Trouble with the Curve
Since the beginning of this pandemic, we have continually heard the claim “we have to flatten the curve.” That has been the main objective behind every decision made regarding this pandemic.
This attempt to “flatten the curve” stemmed directly from the dire computer model projections:
2 MILLION PROJECTED DEATHS!
1.5 MILLION IN PERIL!
800 THOUSAND CERTAIN TO DIE!
A SALE AT PENNY’S! (Airplane!)
It seems that every decision we make these days is “data driven”. And to claim a decision is “data driven” is equivalent to coming down from Mount Sinai holding two stone tablets. We, as a society, have farmed out our decisions to data because the subjectivity and potentially dishonesty of human beings taint the decision-making process, so relying on data removes the corrupting effects of humans.
We seem to forget the old adage about data, “garbage in, garbage out.” The validity of data driven conclusions depend on the legitimacy of the data inputted into the system which rests solely of the competence and integrity of the human being gathering and inputting the data. If the humans involved are bad, the conclusions will be bad. So, the reliance on data and a data driven process to ensure the purity and validity of the conclusions is directly dependent on human beings who we were trying to cut out of the process in the first place because of they are dishonest, corrupt and unreliably subjective.
But we have been led by the nose over the last 2+ months by decisions driven by data which could easily have been corrupted by money, power, ideology, fame. We see the data on all of our news websites stating the number of Covid-19 infections and deaths everyday, but how accurate are those numbers? Have they ever been accurate? What is the real arc of the curve? How much has that curve been flattened?
Many times, the corruption of the “data driven” conclusions has been a purposeful process by dishonest powerful people using the veil of incorruptibility of data to hide their own corruption. When doctors and hospitals are getting thousands of dollars for every Covid-19 patient they treat, and thousands more if they are intubated, can we really trust the numbers of infections and deaths, and thus accurately determine how high or flat the curve is? Certain states are re-submitting their Covid-19 numbers because they believe some of the deaths previously attributed to Covid-19 had died from other causes, yet there has been push back from the CDC in this attempt. Why? Politics, ideology, money have corrupted this data-driven process, so how do we know where we are? How do we know how flat the curve is?
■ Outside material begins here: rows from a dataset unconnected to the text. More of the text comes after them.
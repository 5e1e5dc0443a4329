use std::collections::BTreeMap;

use chrono::NaiveDate;
use serde::Serialize;

use bbfs_db::models::{format_digits, DrawRecord, Weekday};
use crate::backtest::BacktestResult;
use crate::patterns::Digits;
use crate::rules::is_win_digits;
use crate::strategies::{CandidateSet, Strategy};

/// Gravité de la série de pertes en cours.
#[derive(Debug, Clone, Copy, PartialEq, Eq, PartialOrd, Ord, Serialize)]
pub enum ActiveSeverity {
    None,
    Normal,
    Attention,
    High,
    Critical,
    Dangerous,
}

impl ActiveSeverity {
    pub fn from_count(count: u32) -> Self {
        match count {
            0 => ActiveSeverity::None,
            1..=2 => ActiveSeverity::Normal,
            3..=5 => ActiveSeverity::Attention,
            6..=10 => ActiveSeverity::High,
            11..=20 => ActiveSeverity::Critical,
            _ => ActiveSeverity::Dangerous,
        }
    }
}

impl std::fmt::Display for ActiveSeverity {
    fn fmt(&self, f: &mut std::fmt::Formatter<'_>) -> std::fmt::Result {
        let label = match self {
            ActiveSeverity::None => "Gagné",
            ActiveSeverity::Normal => "Normal",
            ActiveSeverity::Attention => "Attention",
            ActiveSeverity::High => "Élevé",
            ActiveSeverity::Critical => "Critique",
            ActiveSeverity::Dangerous => "Dangereux",
        };
        write!(f, "{}", label)
    }
}

/// Gravité d'une longueur de série passée. Bornes plus strictes que [`ActiveSeverity`].
#[derive(Debug, Clone, Copy, PartialEq, Eq, PartialOrd, Ord, Serialize)]
pub enum HistoricalSeverity {
    Normal,
    Attention,
    High,
    Critical,
    Dangerous,
}

impl HistoricalSeverity {
    pub fn from_length(length: u32) -> Self {
        match length {
            0..=2 => HistoricalSeverity::Normal,
            3..=5 => HistoricalSeverity::Attention,
            6..=10 => HistoricalSeverity::High,
            11..=15 => HistoricalSeverity::Critical,
            _ => HistoricalSeverity::Dangerous,
        }
    }
}

impl std::fmt::Display for HistoricalSeverity {
    fn fmt(&self, f: &mut std::fmt::Formatter<'_>) -> std::fmt::Result {
        let label = match self {
            HistoricalSeverity::Normal => "Normal",
            HistoricalSeverity::Attention => "Attention",
            HistoricalSeverity::High => "Élevé",
            HistoricalSeverity::Critical => "Critique",
            HistoricalSeverity::Dangerous => "Dangereux",
        };
        write!(f, "{}", label)
    }
}

#[derive(Debug, Clone, Serialize)]
pub struct StreakStep {
    /// Date du tirage d'entrée.
    pub date: NaiveDate,
    pub input: String,
    pub actual: String,
    pub candidates: CandidateSet,
    /// Rang dans la série, 1 pour la perte la plus ancienne.
    pub loss_number: u32,
}

#[derive(Debug, Clone, Serialize)]
pub struct ActiveStreak {
    pub strategy: Strategy,
    pub count: u32,
    /// De la plus récente à la plus ancienne.
    pub steps: Vec<StreakStep>,
    pub severity: ActiveSeverity,
    /// Pertes totales du backtest, si celui-ci a déjà été calculé.
    pub total_losses: Option<u32>,
    /// Paires valides de tout l'historique, pas seulement celles de la série.
    pub valid_pairs: usize,
    pub total_records: usize,
}

impl ActiveStreak {
    pub fn data_quality(&self) -> f64 {
        if self.total_records == 0 {
            return 0.0;
        }
        self.valid_pairs as f64 / self.total_records as f64 * 100.0
    }
}

/// Remonte l'historique depuis la paire la plus récente jusqu'au premier gain.
pub fn active_streak<F>(records: &[DrawRecord], strategy: Strategy, mut score: F) -> ActiveStreak
where
    F: FnMut(&Digits, Weekday) -> CandidateSet,
{
    let mut steps = Vec::new();
    let mut valid_pairs = 0;
    let mut broken = false;

    for pair in records.windows(2).rev() {
        let (previous, current) = (&pair[0], &pair[1]);
        let (Some(input), Some(actual)) = (previous.digits(), current.digits()) else {
            continue;
        };
        valid_pairs += 1;
        if broken {
            continue;
        }

        let candidates = score(&input, previous.weekday);
        if is_win_digits(candidates.digits(), &actual) {
            broken = true;
            continue;
        }
        steps.push(StreakStep {
            date: previous.date,
            input: format_digits(&input),
            actual: format_digits(&actual),
            candidates,
            loss_number: 0,
        });
    }

    let count = steps.len() as u32;
    for (i, step) in steps.iter_mut().enumerate() {
        step.loss_number = count - i as u32;
    }

    ActiveStreak {
        strategy,
        count,
        steps,
        severity: ActiveSeverity::from_count(count),
        total_losses: None,
        valid_pairs,
        total_records: records.len(),
    }
}

#[derive(Debug, Clone, Serialize)]
pub struct StreakBucket {
    pub length: u32,
    pub count: usize,
    pub percentage: f64,
    pub severity: HistoricalSeverity,
}

#[derive(Debug, Clone, Serialize)]
pub struct BreakdownSummary {
    pub strategy: Strategy,
    pub total_streaks: usize,
    pub max_streak: u32,
    pub avg_streak: f64,
    pub total_tests: u32,
    pub total_losses: u32,
    pub win_rate: f64,
}

#[derive(Debug, Clone, Serialize)]
pub struct StreakBreakdown {
    /// Par longueur croissante.
    pub buckets: Vec<StreakBucket>,
    pub summary: BreakdownSummary,
}

pub fn historical_breakdown(result: &BacktestResult) -> Option<StreakBreakdown> {
    let streaks = &result.loss_streaks;
    if streaks.is_empty() {
        return None;
    }

    let mut counts: BTreeMap<u32, usize> = BTreeMap::new();
    for &length in streaks {
        *counts.entry(length).or_insert(0) += 1;
    }

    let total = streaks.len();
    let buckets = counts
        .into_iter()
        .map(|(length, count)| StreakBucket {
            length,
            count,
            percentage: count as f64 / total as f64 * 100.0,
            severity: HistoricalSeverity::from_length(length),
        })
        .collect();

    Some(StreakBreakdown {
        buckets,
        summary: BreakdownSummary {
            strategy: result.strategy,
            total_streaks: total,
            max_streak: streaks.iter().copied().max().unwrap_or(0),
            avg_streak: streaks.iter().sum::<u32>() as f64 / total as f64,
            total_tests: result.total_tests,
            total_losses: result.losses,
            win_rate: result.win_rate,
        },
    })
}
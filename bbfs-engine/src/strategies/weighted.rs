use serde::{Deserialize, Serialize};

use crate::patterns::{Digits, TransitionStats};
use super::{top_six, CandidateSet};

#[derive(Debug, Clone, Copy, PartialEq, Serialize, Deserialize)]
#[serde(rename_all = "lowercase")]
pub enum Transform {
    /// (d + k) mod 10
    Shift(i8),
    /// 9 - d
    Mirror,
}

impl Transform {
    pub fn apply(&self, digit: u8) -> u8 {
        match self {
            Transform::Shift(k) => (digit as i16 + *k as i16).rem_euclid(10) as u8,
            Transform::Mirror => 9 - digit.min(9),
        }
    }
}

#[derive(Debug, Clone, PartialEq, Serialize, Deserialize)]
pub struct DigitBonus {
    pub digits: Vec<u8>,
    pub weight: f64,
}

impl DigitBonus {
    fn new(digits: &[u8], weight: f64) -> Self {
        Self { digits: digits.to_vec(), weight }
    }
}

/// Poids d'un score pondéré (V1 et V3 ne diffèrent que par ces valeurs).
#[derive(Debug, Clone, PartialEq, Serialize, Deserialize)]
pub struct WeightedProfile {
    pub input_weight: f64,
    pub safe_transition_weight: f64,
    pub high_risk_transition_weight: f64,
    pub safety_factor: f64,
    /// Une entrée ayant participé à une série de pertes de cette longueur est « à risque ».
    pub high_risk_streak: u32,
    pub loss_penalty: f64,
    pub penalty_factor: f64,
    pub transforms: Vec<(Transform, f64)>,
    /// Bonus accordés aux chiffres critiques absents de l'entrée.
    pub critical: Vec<DigitBonus>,
    pub coverage_min_distance: u8,
    pub coverage_max_distance: u8,
    pub coverage_step: f64,
    /// Paliers de couverture pour les chiffres absents de l'entrée.
    pub coverage_tiers: Vec<DigitBonus>,
    pub recent_window: usize,
    pub recent_weight: f64,
    pub positional_bonus: Option<f64>,
}

impl WeightedProfile {
    /// V1
    pub fn precision() -> Self {
        Self {
            input_weight: 90_000.0,
            safe_transition_weight: 40_000.0,
            high_risk_transition_weight: 60_000.0,
            safety_factor: 0.8,
            high_risk_streak: 10,
            loss_penalty: 8_000.0,
            penalty_factor: 0.5,
            transforms: vec![
                (Transform::Shift(1), 18_000.0),
                (Transform::Shift(-1), 18_000.0),
                (Transform::Shift(2), 12_000.0),
                (Transform::Shift(-2), 12_000.0),
                (Transform::Mirror, 15_000.0),
            ],
            critical: vec![
                DigitBonus::new(&[0, 5, 8, 9], 45_000.0),
                DigitBonus::new(&[1, 6, 7, 2], 40_000.0),
            ],
            coverage_min_distance: 2,
            coverage_max_distance: 4,
            coverage_step: 5_000.0,
            coverage_tiers: vec![
                DigitBonus::new(&[0, 5, 8, 9], 20_000.0),
                DigitBonus::new(&[1, 6, 7], 15_000.0),
                DigitBonus::new(&[2, 3, 4], 8_000.0),
            ],
            recent_window: 50,
            recent_weight: 1_000.0,
            positional_bonus: None,
        }
    }

    /// V3
    pub fn aggressive() -> Self {
        Self {
            input_weight: 95_000.0,
            safe_transition_weight: 50_000.0,
            high_risk_transition_weight: 70_000.0,
            safety_factor: 0.9,
            high_risk_streak: 8,
            loss_penalty: 6_000.0,
            penalty_factor: 0.3,
            transforms: vec![
                (Transform::Shift(1), 22_000.0),
                (Transform::Shift(-1), 22_000.0),
                (Transform::Shift(2), 16_000.0),
                (Transform::Shift(-2), 16_000.0),
                (Transform::Mirror, 19_000.0),
                (Transform::Shift(3), 12_000.0),
                (Transform::Shift(-3), 12_000.0),
            ],
            critical: vec![
                DigitBonus::new(&[0, 5, 8, 9], 55_000.0),
                DigitBonus::new(&[1, 6, 7, 2], 50_000.0),
            ],
            coverage_min_distance: 2,
            coverage_max_distance: 5,
            coverage_step: 6_000.0,
            coverage_tiers: vec![
                DigitBonus::new(&[0, 5, 8, 9], 25_000.0),
                DigitBonus::new(&[1, 6, 7], 20_000.0),
                DigitBonus::new(&[2, 3, 4], 10_000.0),
            ],
            recent_window: 30,
            recent_weight: 1_500.0,
            positional_bonus: Some(15_000.0),
        }
    }
}

/// Score brut par chiffre, avant sélection des six meilleurs.
pub fn digit_scores(profile: &WeightedProfile, input: &Digits, stats: &TransitionStats) -> [f64; 10] {
    let mut scores = [0.0f64; 10];
    let in_input = |d: u8| input.contains(&d);

    for &d in input {
        scores[d as usize] += profile.input_weight;
    }

    let transition_weight = if stats.is_high_risk(input, profile.high_risk_streak) {
        profile.high_risk_transition_weight * profile.safety_factor
    } else {
        profile.safe_transition_weight
    };
    if let Some(wins) = stats.winning_by_input.get(input) {
        for next in wins {
            for &d in next {
                scores[d as usize] += transition_weight;
            }
        }
    }

    if let Some(losses) = stats.losing_by_input.get(input) {
        let mut losing_freq = [0u32; 10];
        for next in losses {
            for &d in next {
                losing_freq[d as usize] += 1;
            }
        }
        for (d, &freq) in losing_freq.iter().enumerate() {
            scores[d] -= freq as f64 * profile.loss_penalty * profile.penalty_factor;
        }
    }

    for &d in input {
        for (transform, weight) in &profile.transforms {
            scores[transform.apply(d) as usize] += weight;
        }
    }

    // Premier palier correspondant uniquement
    for d in 0..10u8 {
        if in_input(d) {
            continue;
        }
        if let Some(bonus) = profile.critical.iter().find(|b| b.digits.contains(&d)) {
            scores[d as usize] += bonus.weight;
        }
    }

    let mut distinct_input: Vec<u8> = input.to_vec();
    distinct_input.sort_unstable();
    distinct_input.dedup();
    for d in 0..10u8 {
        if in_input(d) {
            continue;
        }
        let mut coverage = 0.0;
        for &inp in &distinct_input {
            let diff = d.abs_diff(inp);
            if diff >= profile.coverage_min_distance && diff <= profile.coverage_max_distance {
                coverage += profile.coverage_step;
            }
        }
        if let Some(tier) = profile.coverage_tiers.iter().find(|t| t.digits.contains(&d)) {
            coverage += tier.weight;
        }
        scores[d as usize] += coverage;
    }

    let recent = stats.recent_digit_frequency(profile.recent_window);
    for d in 0..10u8 {
        if !in_input(d) {
            scores[d as usize] += recent[d as usize] as f64 * profile.recent_weight;
        }
    }

    if let Some(bonus) = profile.positional_bonus {
        for (pos, &d) in input.iter().enumerate() {
            if let Some(next) = stats.most_common_successor(pos, d) {
                scores[next as usize] += bonus;
            }
        }
    }

    scores
}

pub fn score(profile: &WeightedProfile, input: &Digits, stats: &TransitionStats) -> CandidateSet {
    top_six(&digit_scores(profile, input, stats))
}
mod display;
mod import;

use std::io::{self, Write};
use std::path::PathBuf;

use anyhow::{Context, Result};
use clap::{Parser, Subcommand};

use bbfs_db::db::{count_records, db_path, fetch_last_records, insert_record, migrate, open_db};
use bbfs_db::models::{format_digits, validate_result, DrawRecord, Weekday};
use bbfs_db::rusqlite::Connection;
use crate::display::{display_import_summary, display_records};

#[derive(Parser)]
#[command(name = "bbfs-cli", about = "Gestion de l'historique des tirages 4D")]
struct Cli {
    #[command(subcommand)]
    command: Command,
}

#[derive(Subcommand)]
enum Command {
    /// Importer les tirages depuis un fichier CSV (date;jour;résultat)
    Import {
        /// Chemin vers le fichier CSV
        #[arg(short, long)]
        file: PathBuf,

        /// Séparateur de colonnes
        #[arg(short, long, default_value = ";")]
        delimiter: char,
    },

    /// Afficher le chemin de la base de données
    DbPath,

    /// Lister les derniers tirages
    List {
        /// Nombre de tirages à afficher
        #[arg(short, long, default_value = "10")]
        last: u32,
    },

    /// Ajouter un tirage manuellement
    Add,
}

fn main() -> Result<()> {
    env_logger::init();
    let cli = Cli::parse();
    let path = db_path();
    let conn = open_db(&path)?;
    migrate(&conn)?;

    match cli.command {
        Command::Import { file, delimiter } => cmd_import(&conn, &file, delimiter),
        Command::DbPath => {
            println!("{}", path.display());
            Ok(())
        }
        Command::List { last } => cmd_list(&conn, last),
        Command::Add => cmd_add(&conn),
    }
}

fn cmd_import(conn: &Connection, file: &PathBuf, delimiter: char) -> Result<()> {
    if !delimiter.is_ascii() {
        anyhow::bail!("Séparateur non ASCII: '{}'", delimiter);
    }
    let result = import::import_csv(conn, file, delimiter as u8)?;
    display_import_summary(&result);
    Ok(())
}

fn cmd_list(conn: &Connection, last: u32) -> Result<()> {
    let n = count_records(conn)?;
    if n == 0 {
        println!("Base vide. Lancez d'abord : bbfs-cli import");
        return Ok(());
    }
    let records = fetch_last_records(conn, last)?;
    display_records(&records);
    Ok(())
}

fn cmd_add(conn: &Connection) -> Result<()> {
    println!("Ajout d'un tirage manuellement\n");

    let date = loop {
        let raw = prompt("Date (JJ/MM/AAAA) : ")?;
        match import::parse_date(&raw) {
            Ok(date) => break date,
            Err(e) => println!("{}. Réessayez.", e),
        }
    };

    let day = prompt("Jour (ex: senin, vide = d'après la date) : ")?;
    let weekday = Weekday::standardize(&day, date);

    let digits = loop {
        let raw = prompt("Résultat (4 chiffres) : ")?;
        match validate_result(&raw) {
            Ok(digits) => break digits,
            Err(e) => println!("{}. Réessayez.", e),
        }
    };

    let record = DrawRecord::new(date, weekday, format_digits(&digits));

    println!("\nTirage à insérer :");
    display_records(std::slice::from_ref(&record));

    let confirm = prompt("\nConfirmer l'insertion ? (o/n) : ")?;
    if confirm.trim().to_lowercase() == "o" {
        if insert_record(conn, &record)? {
            println!("Tirage inséré avec succès.");
        } else {
            println!("Ce tirage existe déjà (doublon ignoré).");
        }
    } else {
        println!("Insertion annulée.");
    }

    Ok(())
}

fn prompt(msg: &str) -> Result<String> {
    print!("{}", msg);
    io::stdout().flush()?;
    let mut input = String::new();
    io::stdin()
        .read_line(&mut input)
        .context("Erreur de lecture")?;
    Ok(input.trim().to_string())
}
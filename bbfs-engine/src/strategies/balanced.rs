use rand::rngs::StdRng;
use rand::seq::SliceRandom;
use rand::SeedableRng;
use serde::{Deserialize, Serialize};

use bbfs_db::models::Weekday;
use crate::patterns::{top_digits, Digits, TransitionStats};
use super::{CandidateSet, BBFS_SIZE};

/// Remplissage des places restantes quand les motifs ne fournissent pas six chiffres.
#[derive(Debug, Clone, Copy, PartialEq, Eq, Serialize, Deserialize)]
#[serde(rename_all = "lowercase")]
pub enum Padding {
    /// Fréquence globale décroissante, puis chiffre croissant.
    Frequency,
    /// Mélange pseudo-aléatoire, reproductible pour une même graine et une même entrée.
    Shuffle { seed: u64 },
}

#[derive(Debug, Clone, PartialEq, Serialize, Deserialize)]
pub struct BalancedConfig {
    pub padding: Padding,
    pub weekday_successors: usize,
}

impl Default for BalancedConfig {
    fn default() -> Self {
        Self {
            padding: Padding::Frequency,
            weekday_successors: 3,
        }
    }
}

fn padding_order(padding: Padding, input: &Digits, stats: &TransitionStats) -> Vec<u8> {
    match padding {
        Padding::Frequency => {
            let mut order = top_digits(&stats.global_digit_frequency, 10);
            let mut listed = [false; 10];
            for &d in &order {
                listed[d as usize] = true;
            }
            order.extend((0..10u8).filter(|&d| !listed[d as usize]));
            order
        }
        Padding::Shuffle { seed } => {
            let input_key = input.iter().fold(0u64, |acc, &d| acc * 10 + d as u64);
            let mut rng = StdRng::seed_from_u64(seed ^ input_key);
            let mut order: Vec<u8> = (0..10u8).collect();
            order.shuffle(&mut rng);
            order
        }
    }
}

pub fn score(config: &BalancedConfig, input: &Digits, weekday: Weekday, stats: &TransitionStats) -> CandidateSet {
    let mut present = [false; 10];

    for &d in input {
        present[d as usize] = true;
    }

    for (pos, &d) in input.iter().enumerate() {
        if let Some(next) = stats.most_common_successor(pos, d) {
            present[next as usize] = true;
        }
    }

    for next in stats.top_weekday_successors(weekday, input, config.weekday_successors) {
        for d in next {
            present[d as usize] = true;
        }
    }

    let mut count = present.iter().filter(|&&p| p).count();
    for d in padding_order(config.padding, input, stats) {
        if count >= BBFS_SIZE {
            break;
        }
        if !present[d as usize] {
            present[d as usize] = true;
            count += 1;
        }
    }

    // Ordre croissant ; au-delà de six chiffres, les plus petits sont gardés
    let digits: Vec<u8> = (0..10u8)
        .filter(|&d| present[d as usize])
        .take(BBFS_SIZE)
        .collect();
    CandidateSet::new(digits)
}

#[cfg(test)]
mod tests {
    use super::*;
    use bbfs_db::models::DrawRecord;
    use crate::patterns::make_test_records;

    fn record(date: &str, result: &str) -> DrawRecord {
        let date = chrono::NaiveDate::parse_from_str(date, "%Y-%m-%d").unwrap();
        DrawRecord::new(date, Weekday::from_date(date), result)
    }

    #[test]
    fn test_empty_stats_pads_in_digit_order() {
        let stats = TransitionStats::default();
        let set = score(&BalancedConfig::default(), &[1, 2, 3, 4], Weekday::Senin, &stats);
        assert_eq!(set.digits(), &[0, 1, 2, 3, 4, 5]);
    }

    #[test]
    fn test_frequency_padding() {
        let records = vec![
            record("2024-01-01", "1234"),
            record("2024-01-02", "9870"),
            record("2024-01-03", "9871"),
        ];
        let stats = TransitionStats::build(&records);
        // entrée 5555 : aucun motif, 9 et 8 sont les plus fréquents
        let set = score(&BalancedConfig::default(), &[5, 5, 5, 5], Weekday::Kamis, &stats);
        assert_eq!(set.digits(), &[0, 1, 5, 7, 8, 9]);
    }

    #[test]
    fn test_weekday_and_positional_digits_included() {
        let records = vec![
            record("2024-01-01", "1234"),
            record("2024-01-02", "5678"),
            record("2024-01-03", "1234"),
        ];
        let stats = TransitionStats::build(&records);
        let set = score(&BalancedConfig::default(), &[1, 2, 3, 4], Weekday::Senin, &stats);
        // 1234 + successeurs positionnels 5678 : huit candidats, les six plus petits sont gardés
        assert_eq!(set.digits(), &[1, 2, 3, 4, 5, 6]);
    }

    #[test]
    fn test_positional_tie_keeps_first_seen_successor() {
        let records = vec![
            record("2024-01-01", "1234"),
            record("2024-01-02", "7890"),
            record("2024-01-03", "1234"),
            record("2024-01-04", "3456"),
        ];
        let stats = TransitionStats::build(&records);
        // chaque position hésite entre 7890 (vu d'abord) et 3456 : 7, 8, 9 et 0 l'emportent
        let set = score(&BalancedConfig::default(), &[1, 2, 3, 4], Weekday::Jumat, &stats);
        assert_eq!(set.digits(), &[0, 1, 2, 3, 4, 7]);
    }

    #[test]
    fn test_frequency_padding_with_partial_counts() {
        let records = vec![record("2024-01-01", "1234"), record("2024-01-02", "9999")];
        let stats = TransitionStats::build(&records);
        // 9 seul a une fréquence : puis 0, 1, 2... dans l'ordre
        let set = score(&BalancedConfig::default(), &[5, 5, 5, 5], Weekday::Kamis, &stats);
        assert_eq!(set.digits(), &[0, 1, 2, 3, 5, 9]);
    }

    #[test]
    fn test_shuffle_padding_is_reproducible() {
        let stats = TransitionStats::build(&make_test_records(40));
        let config = BalancedConfig {
            padding: Padding::Shuffle { seed: 42 },
            weekday_successors: 3,
        };
        let a = score(&config, &[0, 0, 0, 0], Weekday::Senin, &stats);
        let b = score(&config, &[0, 0, 0, 0], Weekday::Senin, &stats);
        assert_eq!(a, b);
        assert!(a.is_complete());
    }

    #[test]
    fn test_always_six_sorted() {
        let records = make_test_records(150);
        let stats = TransitionStats::build(&records);
        let config = BalancedConfig::default();
        for r in &records {
            let set = score(&config, &r.digits().unwrap(), r.weekday, &stats);
            assert!(set.is_complete());
            assert!(set.digits().windows(2).all(|w| w[0] < w[1]));
        }
    }
}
A now, after the mitigation has been in place for over two months, and the curve appears to have flattened, people are claiming that the shelter-in-place, and the mitigation strategies did nothing to flatten the curve. How can they make that claim? They are relying on the data that may or may not have been corrupted in this whole process? Which numbers are they using to support their claims? Which numbers should we believe? Which people do we believe?
Sometimes, don’t we just have to allow logic to supersede computer models and statistics? If the virus is transmitted from human to human, and that transmission occurs between your orifices; nose, mouth and eyes, doesn’t it make logical sense to keep your orifices covered as much as possible, and stay a safe distance away? Do we really need a computer to tell us this?
Maybe data, analytics, computer models have been wrong so often because human beings are involved, not just in the process of data collection and inputting, but simply the fact that they are trying to predict behavior of the human population which can be very murky. We are not rats in a lab driven by a set of shared evolutionary instincts. We are diverse, opinionated, subjective with separate life experiences, education and cultures. Human beings cannot be pigeon-holed like a lab animal.
There are wide ranges of opinions and reactions to this virus, from some wanting to stay sheltered in place until a vaccine is produced to others who want to return to their normal lives with no mitigation, and every varying response in between. And embedded in all these responses are the individual motives that influence every human response; fear, greed, ambition, hatred, love, etc. We are trying to predict with pinpoint accuracy the behavior of the most unpredictable species on the planet.
At what point can we say “the Emperor has no clothes”, or are we bound to worship at the altar of data and analytics for eternity? I am not someone who is questioning data and analytics because that’s not the way they did it in the old days. I am questioning this process because time and again their conclusions, models and decisions have been proven wrong. You must have your head buried in the silicon if you cannot see the faulty conclusions driven by data over the years on a variety of matters.
I have always asked, who is analyzing the analytics. The response is usually, analytics is self-correcting, but it “corrects” itself only after you have followed its wrong advice. Maybe sometimes, gut instincts works better, at least, it can only be equally wrong.